## Data section
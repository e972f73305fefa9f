//! HTTP client for the POI store REST API.
//!
//! Wraps `reqwest` with typed errors and lenient decoding of the store's
//! record list. Review transitions are sent as explicit `POST` commands and
//! return a [`ReviewOutcome`] the dashboard can apply to its local copy.
//! Operator photos go to `POST /upload/` as multipart forms.

use std::time::Duration;

use percent_encoding::{utf8_percent_encode, AsciiSet, NON_ALPHANUMERIC};
use poidash_core::{Poi, PoiStatus, UploadForm};
use reqwest::multipart::{Form, Part};
use reqwest::{Client, StatusCode, Url};
use serde::Serialize;

use crate::error::StoreError;

/// Characters left unescaped in a path segment (RFC 3986 unreserved set).
const PATH_SEGMENT: &AsciiSet = &NON_ALPHANUMERIC
    .remove(b'-')
    .remove(b'_')
    .remove(b'.')
    .remove(b'~');

#[derive(Debug, Clone, Copy, PartialEq, Eq, Serialize)]
#[serde(rename_all = "lowercase")]
pub enum ReviewAction {
    Approve,
    Reject,
}

impl ReviewAction {
    #[must_use]
    pub fn target_status(self) -> PoiStatus {
        match self {
            ReviewAction::Approve => PoiStatus::Approved,
            ReviewAction::Reject => PoiStatus::Rejected,
        }
    }

    fn path(self) -> &'static str {
        match self {
            ReviewAction::Approve => "approve-image",
            ReviewAction::Reject => "reject-image",
        }
    }
}

impl std::fmt::Display for ReviewAction {
    fn fmt(&self, f: &mut std::fmt::Formatter<'_>) -> std::fmt::Result {
        match self {
            ReviewAction::Approve => write!(f, "approve"),
            ReviewAction::Reject => write!(f, "reject"),
        }
    }
}

/// Result of a review command.
///
/// `record` holds the store's updated copy when the response body decodes as a
/// POI; otherwise callers patch their local copy with `status`.
#[derive(Debug, Clone, PartialEq, Serialize)]
pub struct ReviewOutcome {
    pub id: String,
    pub status: PoiStatus,
    pub record: Option<Poi>,
}

/// Client for the remote POI store.
///
/// Use [`PoiStoreClient::new`] with the configured base URL; tests point it
/// at a wiremock server.
#[derive(Debug, Clone)]
pub struct PoiStoreClient {
    client: Client,
    base_url: Url,
}

impl PoiStoreClient {
    /// # Errors
    ///
    /// Returns [`StoreError::Http`] if the `reqwest::Client` cannot be built,
    /// or [`StoreError::InvalidBaseUrl`] if `base_url` does not parse.
    pub fn new(base_url: &str, timeout_secs: u64, user_agent: &str) -> Result<Self, StoreError> {
        let client = Client::builder()
            .timeout(Duration::from_secs(timeout_secs))
            .connect_timeout(Duration::from_secs(10))
            .user_agent(user_agent)
            .build()?;

        // Exactly one trailing slash so relative joins append to the base path.
        let normalised = format!("{}/", base_url.trim_end_matches('/'));
        let base_url = Url::parse(&normalised).map_err(|e| StoreError::InvalidBaseUrl {
            url: base_url.to_string(),
            reason: e.to_string(),
        })?;

        Ok(Self { client, base_url })
    }

    /// Fetches the current POI list (`GET /images`).
    ///
    /// The store returns either a bare array or `{"data": [...]}`. Elements
    /// are decoded one by one; records that are not valid POIs (no id, no
    /// coordinates) are skipped and counted in a warning.
    ///
    /// # Errors
    ///
    /// - [`StoreError::Http`] on network failure.
    /// - [`StoreError::UnexpectedStatus`] on a non-2xx status.
    /// - [`StoreError::Deserialize`] if the body is not JSON or holds no array.
    pub async fn list_pois(&self) -> Result<Vec<Poi>, StoreError> {
        let url = self.endpoint(&["images"]);
        let response = self.client.get(url.clone()).send().await?;
        let status = response.status();
        if !status.is_success() {
            return Err(StoreError::UnexpectedStatus {
                status: status.as_u16(),
                url: url.to_string(),
            });
        }

        let body = response.text().await?;
        let value: serde_json::Value =
            serde_json::from_str(&body).map_err(|e| StoreError::Deserialize {
                context: url.to_string(),
                source: e,
            })?;

        let records = match value {
            serde_json::Value::Object(mut map) if map.contains_key("data") => {
                map.remove("data").unwrap_or_default()
            }
            other => other,
        };
        let records: Vec<serde_json::Value> =
            serde_json::from_value(records).map_err(|e| StoreError::Deserialize {
                context: format!("{url} (record list)"),
                source: e,
            })?;

        let total = records.len();
        let pois: Vec<Poi> = records
            .into_iter()
            .filter_map(|v| serde_json::from_value::<Poi>(v).ok())
            .collect();

        let skipped = total - pois.len();
        if skipped > 0 {
            tracing::warn!(skipped, total, "skipped store records that are not valid POIs");
        }
        tracing::debug!(count = pois.len(), "fetched POI list");

        Ok(pois)
    }

    /// Marks a POI approved (`POST /approve-image/{id}`).
    ///
    /// # Errors
    ///
    /// See [`PoiStoreClient::review`].
    pub async fn approve(&self, id: &str) -> Result<ReviewOutcome, StoreError> {
        self.review(id, ReviewAction::Approve).await
    }

    /// Marks a POI rejected (`POST /reject-image/{id}`).
    ///
    /// # Errors
    ///
    /// See [`PoiStoreClient::review`].
    pub async fn reject(&self, id: &str) -> Result<ReviewOutcome, StoreError> {
        self.review(id, ReviewAction::Reject).await
    }

    /// Sends a review command for one POI.
    ///
    /// # Errors
    ///
    /// - [`StoreError::NotFound`] on HTTP 404.
    /// - [`StoreError::UnexpectedStatus`] on any other non-2xx status.
    /// - [`StoreError::Http`] on network failure.
    pub async fn review(&self, id: &str, action: ReviewAction) -> Result<ReviewOutcome, StoreError> {
        let url = self.endpoint(&[action.path(), id]);
        let response = self.client.post(url.clone()).send().await?;
        let status = response.status();

        if status == StatusCode::NOT_FOUND {
            return Err(StoreError::NotFound { id: id.to_string() });
        }
        if !status.is_success() {
            return Err(StoreError::UnexpectedStatus {
                status: status.as_u16(),
                url: url.to_string(),
            });
        }

        let body = response.text().await?;
        let record = decode_record(&body);
        tracing::info!(
            poi_id = id,
            %action,
            store_record = record.is_some(),
            "review command accepted by store"
        );

        Ok(ReviewOutcome {
            id: id.to_string(),
            status: action.target_status(),
            record,
        })
    }

    /// Uploads a photo for extraction (`POST /upload/`).
    ///
    /// Sends a multipart form with `file`, `latitude` and `longitude` parts
    /// and returns the store's JSON reply.
    ///
    /// # Errors
    ///
    /// - [`StoreError::Http`] on network failure or an unusable MIME type.
    /// - [`StoreError::UnexpectedStatus`] on a non-2xx status.
    /// - [`StoreError::Deserialize`] if the reply is not JSON.
    pub async fn upload(&self, form: UploadForm) -> Result<serde_json::Value, StoreError> {
        let url = self.endpoint(&["upload", ""]);
        let size = form.bytes.len();
        let file = Part::bytes(form.bytes)
            .file_name(form.filename.clone())
            .mime_str(&form.mime_type)?;
        let body = Form::new()
            .part("file", file)
            .text("latitude", form.coordinate.latitude.to_string())
            .text("longitude", form.coordinate.longitude.to_string());

        let response = self.client.post(url.clone()).multipart(body).send().await?;
        let status = response.status();
        if !status.is_success() {
            return Err(StoreError::UnexpectedStatus {
                status: status.as_u16(),
                url: url.to_string(),
            });
        }

        let text = response.text().await?;
        let reply = serde_json::from_str(&text).map_err(|e| StoreError::Deserialize {
            context: url.to_string(),
            source: e,
        })?;
        tracing::info!(filename = %form.filename, bytes = size, "photo accepted by store");
        Ok(reply)
    }

    /// Builds `{base}/{seg}/{seg}...` with each segment percent-encoded.
    fn endpoint(&self, segments: &[&str]) -> Url {
        let path = segments
            .iter()
            .map(|s| utf8_percent_encode(s, PATH_SEGMENT).to_string())
            .collect::<Vec<_>>()
            .join("/");
        let mut url = self.base_url.clone();
        let joined = format!("{}{path}", url.path());
        url.set_path(&joined);
        url
    }
}

/// Decodes a review response body into a POI when it carries one, either at
/// the top level or under `"data"`.
fn decode_record(body: &str) -> Option<Poi> {
    let value: serde_json::Value = serde_json::from_str(body).ok()?;
    let candidate = match value.get("data") {
        Some(inner) if inner.is_object() => inner.clone(),
        _ => value,
    };
    serde_json::from_value(candidate).ok()
}
//! Domain types shared by every POI dashboard crate.
//!
//! - [`Poi`] / [`PoiStatus`]: the review record and its canonical status.
//! - [`extraction`]: the provider-agnostic contract for vision-model output.
//! - [`UploadForm`]: a validated photo plus the position it was taken at.
//! - [`AppConfig`]: environment-driven configuration for the binaries.

pub mod app_config;
pub mod config;
pub mod error;
pub mod extraction;
pub mod poi;
pub mod status;
pub mod upload;

pub use app_config::{AppConfig, Environment};
pub use config::{load_app_config, load_app_config_from_env};
pub use error::{ConfigError, CoreError};
pub use extraction::{
    validate_extraction, validate_image_input, ExtractedPoi, ExtractionResult, ImageInput,
    PathSegment, SchemaViolation, SchemaViolations,
};
pub use poi::{parse_coordinate_input, Coordinate, Poi};
pub use status::PoiStatus;
pub use upload::{image_mime_for, validate_upload, UploadForm};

## What is required
Beginning with the first line of the listing above, print each line exactly until you have printed the line that contains "its local copy.".

## Exercise output
repository e972f73305fefa9f
//! HTTP client for the POI store REST API.
//!
//! Wraps `reqwest` with typed errors and lenient decoding of the store's
//! record list. Review transitions are sent as explicit `POST` commands and
//! return a [`ReviewOutcome`] the dashboard can apply to its local copy.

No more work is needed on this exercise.